Requirement:
Copy out every line from the records that includes "Clone".

Supplied data:
//! Alignment of vector bounding boxes onto the raster grid.

use anyhow::{ensure, Result};
use geo::{Coord, Rect};

use crate::raster::GeoTransform;

/// A rectangular read window in grid coordinates.
#[derive(Debug, Clone, Copy, PartialEq, Eq)]
pub struct Window {
    pub row_off: usize,
    pub col_off: usize,
    pub rows: usize,
    pub cols: usize,
}

/// Compute the read window covering `bounds`, clamped to the raster extent.
///
/// The window fully contains the intersection of the bounding box with the
/// raster; a bounding box that misses the raster entirely is an error
/// rather than a garbage window.
pub fn window_for_bounds(
    transform: &GeoTransform,
    shape: (usize, usize),
    bounds: &Rect<f64>,
) -> Result<Window> {
    let (rows, cols) = shape;

    // Fractional grid positions of the corners. With a north-up transform
    // the max-y corner lands on the smallest row.
    let (col_min, row_min) = transform.index(bounds.min().x, bounds.max().y);
    let (col_max, row_max) = transform.index(bounds.max().x, bounds.min().y);

    ensure!(
        col_max > 0.0 && row_max > 0.0 && col_min < cols as f64 && row_min < rows as f64,
        "[window] bounding box ({:.6}, {:.6}) - ({:.6}, {:.6}) does not overlap raster coverage",
        bounds.min().x, bounds.min().y, bounds.max().x, bounds.max().y,
    );

    let row_off = row_min.floor().max(0.0) as usize;
    let col_off = col_min.floor().max(0.0) as usize;
    let row_end = (row_max.ceil() as usize).min(rows);
    let col_end = (col_max.ceil() as usize).min(cols);

    ensure!(
        row_end > row_off && col_end > col_off,
        "[window] bounding box produced an empty window"
    );

    Ok(Window {
        row_off,
        col_off,
        rows: row_end - row_off,
        cols: col_end - col_off,
    })
}

/// Smallest rectangle containing both bounds. Used to size one shared
/// read window for every layer aggregated in a run, so no layer's
/// polygons hang past the windowed raster.
pub fn union_bounds(a: &Rect<f64>, b: &Rect<f64>) -> Rect<f64> {
    Rect::new(
        Coord { x: a.min().x.min(b.min().x), y: a.min().y.min(b.min().y) },
        Coord { x: a.max().x.max(b.max().x), y: a.max().y.max(b.max().y) },
    )
}
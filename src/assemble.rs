//! Joining zonal aggregates back onto polygon tables and reporting.

use anyhow::{ensure, Context, Result};
use polars::frame::DataFrame;
use polars::prelude::*;

/// Join a zonal-statistics frame onto a layer table by name key and
/// restore the layer's row order. A join that drops rows means the key
/// columns disagree, which is an error rather than silent truncation.
pub fn attach_zonal(data: &DataFrame, zonal: &DataFrame, key: &str) -> Result<DataFrame> {
    let joined = data.inner_join(zonal, [key], [key])
        .with_context(|| format!("[assemble] join on {:?} failed", key))?
        .sort(["idx"], SortMultipleOptions::default())?;

    ensure!(
        joined.height() == data.height(),
        "[assemble] join on {:?} kept {} of {} rows; zonal keys do not match the layer",
        key,
        joined.height(),
        data.height(),
    );

    Ok(joined)
}

/// Replace null aggregates (polygons covering no valid cells) with zero.
/// Returns how many rows were filled so the caller can report it.
pub fn fill_null_with_zero(df: &mut DataFrame, column: &str) -> Result<usize> {
    let values = df.column(column)
        .with_context(|| format!("[assemble] missing column {:?}", column))?
        .f64()
        .with_context(|| format!("[assemble] column {:?} is not numeric", column))?;

    let nulls = values.null_count();
    if nulls > 0 {
        let filled: Vec<f64> = values.into_iter()
            .map(|v| v.unwrap_or(0.0))
            .collect();
        df.with_column(Column::new(column.into(), filled))?;
    }

    Ok(nulls)
}

/// Append `out = generated - collected`. A negative result means reported
/// collection exceeds the modeled generation; it is kept, not clamped.
pub fn uncollected_column(
    df: &mut DataFrame,
    generated: &str,
    collected: &str,
    out: &str,
) -> Result<()> {
    let gen = df.column(generated)
        .with_context(|| format!("[assemble] missing column {:?}", generated))?
        .f64()
        .with_context(|| format!("[assemble] column {:?} is not numeric", generated))?
        .into_iter()
        .map(|v| v.context("[assemble] null generated total; fill nulls before subtracting"))
        .collect::<Result<Vec<_>>>()?;

    let coll = df.column(collected)
        .with_context(|| format!("[assemble] missing column {:?}", collected))?
        .f64()
        .with_context(|| format!("[assemble] column {:?} is not numeric", collected))?
        .into_iter()
        .map(|v| v.context("[assemble] null collected volume in service layer"))
        .collect::<Result<Vec<_>>>()?;

    let diff: Vec<f64> = gen.iter().zip(&coll).map(|(g, c)| g - c).collect();
    df.with_column(Column::new(out.into(), diff))?;

    Ok(())
}

/// (name, value) rows sorted descending by value. The sort is stable, so
/// equal values keep their original relative order.
pub fn ranking(df: &DataFrame, name_col: &str, value_col: &str) -> Result<Vec<(String, f64)>> {
    let names = df.column(name_col)
        .with_context(|| format!("[assemble] missing column {:?}", name_col))?
        .str()
        .with_context(|| format!("[assemble] column {:?} is not text", name_col))?;
    let values = df.column(value_col)
        .with_context(|| format!("[assemble] missing column {:?}", value_col))?
        .f64()
        .with_context(|| format!("[assemble] column {:?} is not numeric", value_col))?;

    let mut rows: Vec<(String, f64)> = names.into_iter()
        .zip(values.into_iter())
        .map(|(name, value)| (name.unwrap_or("").to_string(), value.unwrap_or(0.0)))
        .collect();

    rows.sort_by(|a, b| b.1.total_cmp(&a.1));
    Ok(rows)
}

/// Render a ranking to stdout, one `<name> : <tonnes> tonnes` line each.
pub fn print_ranking(title: &str, rows: &[(String, f64)]) {
    println!("{title}");
    for (name, value) in rows {
        println!("{} : {} tonnes", name, format_tonnes(*value));
    }
}

/// Round to whole tonnes and insert thousands separators.
pub fn format_tonnes(value: f64) -> String {
    let rounded = value.round() as i64;
    let digits = rounded.abs().to_string();

    let mut grouped = String::with_capacity(digits.len() + digits.len() / 3);
    for (i, ch) in digits.chars().enumerate() {
        if i > 0 && (digits.len() - i) % 3 == 0 {
            grouped.push(',');
        }
        grouped.push(ch);
    }

    if rounded < 0 { format!("-{grouped}") } else { grouped }
}

#[cfg(test)]
mod tests {
    use super::*;

    fn service_frame() -> DataFrame {
        DataFrame::new(vec![
            Column::new("provider".into(), vec!["A", "B", "C"]),
            Column::new("collected".into(), vec![21.0, 120.0, 5.0]),
        ])
        .unwrap()
        .with_row_index("idx".into(), None)
        .unwrap()
    }

    fn zonal_frame(order: &[(&str, Option<f64>)]) -> DataFrame {
        DataFrame::new(vec![
            Column::new("provider".into(), order.iter().map(|r| r.0).collect::<Vec<_>>()),
            Column::new(
                "generated".into(),
                order.iter().map(|r| r.1).collect::<Vec<_>>(),
            ),
        ])
        .unwrap()
    }

    #[test]
    fn attach_joins_by_key_not_position() {
        // Zonal rows arrive in a different order than the layer table.
        let zonal = zonal_frame(&[("C", Some(3.0)), ("A", Some(1.0)), ("B", Some(2.0))]);
        let joined = attach_zonal(&service_frame(), &zonal, "provider").unwrap();

        let gen = joined.column("generated").unwrap().f64().unwrap();
        assert_eq!(gen.get(0), Some(1.0)); // A
        assert_eq!(gen.get(1), Some(2.0)); // B
        assert_eq!(gen.get(2), Some(3.0)); // C
    }

    #[test]
    fn attach_rejects_key_mismatch() {
        let zonal = zonal_frame(&[("A", Some(1.0)), ("B", Some(2.0)), ("X", Some(9.0))]);
        assert!(attach_zonal(&service_frame(), &zonal, "provider").is_err());
    }

    #[test]
    fn null_aggregates_fill_to_zero_and_are_counted() {
        let zonal = zonal_frame(&[("A", Some(1.0)), ("B", None), ("C", None)]);
        let mut joined = attach_zonal(&service_frame(), &zonal, "provider").unwrap();

        let filled = fill_null_with_zero(&mut joined, "generated").unwrap();
        assert_eq!(filled, 2);
        let gen = joined.column("generated").unwrap().f64().unwrap();
        assert_eq!(gen.get(1), Some(0.0));
    }

    #[test]
    fn uncollected_subtracts_and_keeps_negatives() {
        let zonal = zonal_frame(&[("A", Some(100.0)), ("B", Some(100.0)), ("C", Some(5.0))]);
        let mut joined = attach_zonal(&service_frame(), &zonal, "provider").unwrap();
        uncollected_column(&mut joined, "generated", "collected", "uncollected").unwrap();

        let unc = joined.column("uncollected").unwrap().f64().unwrap();
        assert_eq!(unc.get(0), Some(79.0));
        assert_eq!(unc.get(1), Some(-20.0)); // collection exceeded the model
        assert_eq!(unc.get(2), Some(0.0));
    }

    #[test]
    fn uncollected_refuses_null_generated() {
        let zonal = zonal_frame(&[("A", Some(1.0)), ("B", None), ("C", Some(3.0))]);
        let mut joined = attach_zonal(&service_frame(), &zonal, "provider").unwrap();
        assert!(uncollected_column(&mut joined, "generated", "collected", "uncollected").is_err());
    }

    #[test]
    fn ranking_is_descending_and_stable() {
        let df = DataFrame::new(vec![
            Column::new("name".into(), vec!["w", "x", "y", "z"]),
            Column::new("value".into(), vec![2.0, 5.0, 2.0, 9.0]),
        ])
        .unwrap();

        let rows = ranking(&df, "name", "value").unwrap();
        let names: Vec<&str> = rows.iter().map(|r| r.0.as_str()).collect();
        assert_eq!(names, vec!["z", "x", "w", "y"]); // ties keep input order
        for pair in rows.windows(2) {
            assert!(pair[0].1 >= pair[1].1);
        }
    }

    #[test]
    fn tonnes_formatting_groups_thousands() {
        assert_eq!(format_tonnes(0.4), "0");
        assert_eq!(format_tonnes(999.4), "999");
        assert_eq!(format_tonnes(1234.6), "1,235");
        assert_eq!(format_tonnes(1_234_567.0), "1,234,567");
        assert_eq!(format_tonnes(-20.0), "-20");
        assert_eq!(format_tonnes(-1234.0), "-1,234");
    }
}
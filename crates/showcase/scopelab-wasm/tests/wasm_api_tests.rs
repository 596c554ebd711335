#![cfg(target_arch = "wasm32")]
use serde_json::{json, Value};
use serde_wasm_bindgen as swb;
use wasm_bindgen::{JsCast, JsValue};
use wasm_bindgen_futures::JsFuture;
use wasm_bindgen_test::*;

use scopelab_wasm::{abi_version, format_message, ScopelabSession};

wasm_bindgen_test_configure!(run_in_browser);

fn document() -> web_sys::Document {
    web_sys::window().unwrap().document().unwrap()
}

/// Insert `<div id=..>` into the body, replacing any earlier one.
fn mount(id: &str, inner_html: &str) -> web_sys::Element {
    let doc = document();
    if let Some(old) = doc.get_element_by_id(id) {
        old.remove();
    }
    let el = doc.create_element("div").unwrap();
    el.set_id(id);
    el.set_inner_html(inner_html);
    doc.body().unwrap().append_child(&el).unwrap();
    el
}

fn session(config: Value) -> ScopelabSession {
    ScopelabSession::new(swb::to_value(&config).unwrap()).unwrap()
}

#[wasm_bindgen_test]
fn abi_is_1() {
    assert_eq!(abi_version(), 1);
}

#[wasm_bindgen_test]
fn format_uses_icons_and_falls_back_to_info() {
    assert!(format_message("ok", Some("success".into())).starts_with("✅ ["));
    assert!(format_message("hm", Some("loud".into())).starts_with("ℹ️ ["));
    assert!(format_message("plain", None).ends_with("] plain"));
}

#[wasm_bindgen_test]
fn construct_with_defaults() {
    assert!(ScopelabSession::new(JsValue::UNDEFINED).is_ok());
}

#[wasm_bindgen_test]
fn log_is_bounded_in_the_dom() {
    let results = mount("results", "");
    let s = session(json!({ "log_capacity": 3 }));
    for i in 0..5 {
        s.log(format!("line {i}"), None, None).unwrap();
    }
    assert_eq!(results.child_element_count(), 3);
    let first = results.first_element_child().unwrap();
    assert!(first.text_content().unwrap().ends_with("line 2"));
    assert!(first.class_list().contains("log-info"));
}

#[wasm_bindgen_test]
fn log_eviction_and_clear_skip_non_log_children() {
    let results = mount("results", "<h3>Log</h3>");
    let s = session(json!({}));
    for i in 1..=11 {
        s.log(format!("line {i}"), None, None).unwrap();
    }
    let heading = results.first_element_child().unwrap();
    assert_eq!(heading.tag_name(), "H3");
    assert_eq!(results.query_selector_all(".log-entry").unwrap().length(), 10);
    let oldest = results.query_selector(".log-entry").unwrap().unwrap();
    assert!(oldest.text_content().unwrap().ends_with("line 2"));

    s.clear_log(None).unwrap();
    assert_eq!(results.child_element_count(), 1);
    assert_eq!(results.first_element_child().unwrap().tag_name(), "H3");
}

#[wasm_bindgen_test]
async fn run_sequence_logs_and_cleans_markers() {
    let results = mount("results", "");
    let target = mount("wasm-box", "");
    let s = session(json!({}));

    let promise = s
        .run_sequence(
            "wasm-box".into(),
            swb::to_value(&["pulse", "shake"]).unwrap(),
            Some(5),
        )
        .unwrap();
    let summary = JsFuture::from(promise).await.unwrap();
    let summary: Value = swb::from_value(summary).unwrap();
    assert_eq!(summary["steps_completed"], 2);

    assert_eq!(results.child_element_count(), 3);
    assert_eq!(target.class_list().length(), 0);
}

#[wasm_bindgen_test]
async fn missing_target_rejects_and_records_diagnostic() {
    mount("results", "");
    let s = session(json!({}));
    let promise = s
        .run_sequence("nowhere".into(), swb::to_value(&["flip"]).unwrap(), Some(1))
        .unwrap();
    assert!(JsFuture::from(promise).await.is_err());

    let diags: Value = swb::from_value(s.diagnostics().unwrap()).unwrap();
    assert_eq!(diags[0]["kind"], "NotFound");
}

#[wasm_bindgen_test]
fn unknown_animation_name_is_rejected_up_front() {
    let s = session(json!({}));
    assert!(s
        .run_sequence("x".into(), swb::to_value(&["wobble"]).unwrap(), None)
        .is_err());
}

#[wasm_bindgen_test]
async fn modal_toggle_locks_scroll_and_resets_content() {
    let modal = mount(
        "wasm-modal",
        r#"<div class="modal-content" style="opacity: 1"></div>"#,
    );
    let s = session(json!({ "modal_animation_ms": 1 }));

    s.set_modal_visible("wasm-modal".into(), true).unwrap();
    assert!(modal.class_list().contains("active"));
    let body = document().body().unwrap();
    assert_eq!(body.style().get_property_value("overflow").unwrap(), "hidden");

    let promise = s
        .dispatch(swb::to_value(&json!({ "action": "close_modal", "modal": "wasm-modal" })).unwrap())
        .unwrap();
    JsFuture::from(promise).await.unwrap();
    assert!(!modal.class_list().contains("active"));
    assert_eq!(body.style().get_property_value("overflow").unwrap(), "");

    let content: web_sys::HtmlElement = modal
        .query_selector(".modal-content")
        .unwrap()
        .unwrap()
        .dyn_into()
        .unwrap();
    assert_eq!(content.style().get_property_value("opacity").unwrap(), "0");
    assert_eq!(
        content.style().get_property_value("transform").unwrap(),
        "scale(0.7)"
    );
}

#[wasm_bindgen_test]
fn loader_message_and_hidden_marker() {
    let loader = mount("wasm-loader", r#"<span class="loader-message"></span>"#);
    let s = session(json!({}));
    s.set_loader_visible("wasm-loader".into(), true, Some("Fetching".into()))
        .unwrap();
    assert!(!loader.class_list().contains("hidden"));
    let msg = loader.query_selector(".loader-message").unwrap().unwrap();
    assert_eq!(msg.text_content().unwrap(), "Fetching");

    s.set_loader_visible("wasm-loader".into(), false, None).unwrap();
    assert!(loader.class_list().contains("hidden"));
    assert_eq!(msg.text_content().unwrap(), "Loading...");
}

#[wasm_bindgen_test]
fn validate_input_returns_structured_result() {
    let s = session(json!({}));
    let res: Value = swb::from_value(s.validate_input(String::new(), None).unwrap()).unwrap();
    assert_eq!(
        res,
        json!({ "success": false, "error": "Input cannot be empty", "data": null })
    );
    let res: Value =
        swb::from_value(s.validate_input("hello world".into(), Some(50)).unwrap()).unwrap();
    assert_eq!(res["data"]["words"], 2);
    assert_eq!(res["data"]["uppercase"], "HELLO WORLD");
}
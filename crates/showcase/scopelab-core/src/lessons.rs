//! Lesson utilities behind the "functions and scope" demo buttons.

use serde::{Deserialize, Serialize};

use crate::error::ScopelabError;
use crate::Result;

pub const DEFAULT_GREETING: &str = "Hello";
pub const EMPTY_INPUT_ERROR: &str = "Input cannot be empty";

fn check_dimension(name: &str, value: f64) -> Result<f64> {
    if !value.is_finite() || value < 0.0 {
        return Err(ScopelabError::invalid_input(format!(
            "{name} must be a non-negative number, got {value}"
        )));
    }
    Ok(value)
}

/// Area of a `width` x `height` rectangle.
pub fn rectangle_area(width: f64, height: f64) -> Result<f64> {
    Ok(check_dimension("width", width)? * check_dimension("height", height)?)
}

pub fn circle_area(radius: f64) -> Result<f64> {
    let r = check_dimension("radius", radius)?;
    Ok(std::f64::consts::PI * r * r)
}

/// `"<greeting>, <name>!"`; a blank name greets a stranger.
pub fn greet(name: &str, greeting: Option<&str>) -> String {
    let greeting = greeting
        .map(str::trim)
        .filter(|g| !g.is_empty())
        .unwrap_or(DEFAULT_GREETING);
    let name = name.trim();
    let name = if name.is_empty() { "stranger" } else { name };
    format!("{greeting}, {name}!")
}

/// Counter with a private count, constructed per use.
#[derive(Debug, Default, Clone, Copy, PartialEq, Eq)]
pub struct Counter {
    count: i64,
}

impl Counter {
    pub fn new() -> Self {
        Self::default()
    }

    pub fn starting_at(count: i64) -> Self {
        Self { count }
    }

    pub fn increment(&mut self) -> i64 {
        self.count = self.count.saturating_add(1);
        self.count
    }

    pub fn decrement(&mut self) -> i64 {
        self.count = self.count.saturating_sub(1);
        self.count
    }

    pub fn reset(&mut self) {
        self.count = 0;
    }

    #[inline]
    pub fn value(&self) -> i64 {
        self.count
    }
}

#[derive(Debug, Clone, PartialEq, Eq, Serialize, Deserialize)]
pub struct ProcessedInput {
    pub original: String,
    /// Length in characters.
    pub length: usize,
    pub words: usize,
    pub uppercase: String,
    pub lowercase: String,
    pub reversed: String,
}

/// Structured outcome of input validation; failures are data, not errors.
#[derive(Debug, Clone, PartialEq, Eq, Serialize, Deserialize)]
pub struct ProcessResult {
    pub success: bool,
    pub error: Option<String>,
    pub data: Option<ProcessedInput>,
}

impl ProcessResult {
    fn failure(error: impl Into<String>) -> Self {
        Self {
            success: false,
            error: Some(error.into()),
            data: None,
        }
    }
}

pub fn validate_and_process_input(input: &str, max_length: usize) -> ProcessResult {
    if input.trim().is_empty() {
        return ProcessResult::failure(EMPTY_INPUT_ERROR);
    }
    let length = input.chars().count();
    if length > max_length {
        return ProcessResult::failure(format!(
            "Input exceeds maximum length of {max_length} characters"
        ));
    }
    ProcessResult {
        success: true,
        error: None,
        data: Some(ProcessedInput {
            original: input.to_string(),
            length,
            words: input.split_whitespace().count(),
            uppercase: input.to_uppercase(),
            lowercase: input.to_lowercase(),
            reversed: input.chars().rev().collect(),
        }),
    }
}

Result of this exercise:
#[derive(Debug, Clone, Copy, PartialEq, Eq)]
#[derive(Debug, Default, Clone, Copy, PartialEq, Eq)]
#[derive(Debug, Clone, PartialEq, Eq, Serialize, Deserialize)]
#[derive(Debug, Clone, PartialEq, Eq, Serialize, Deserialize)]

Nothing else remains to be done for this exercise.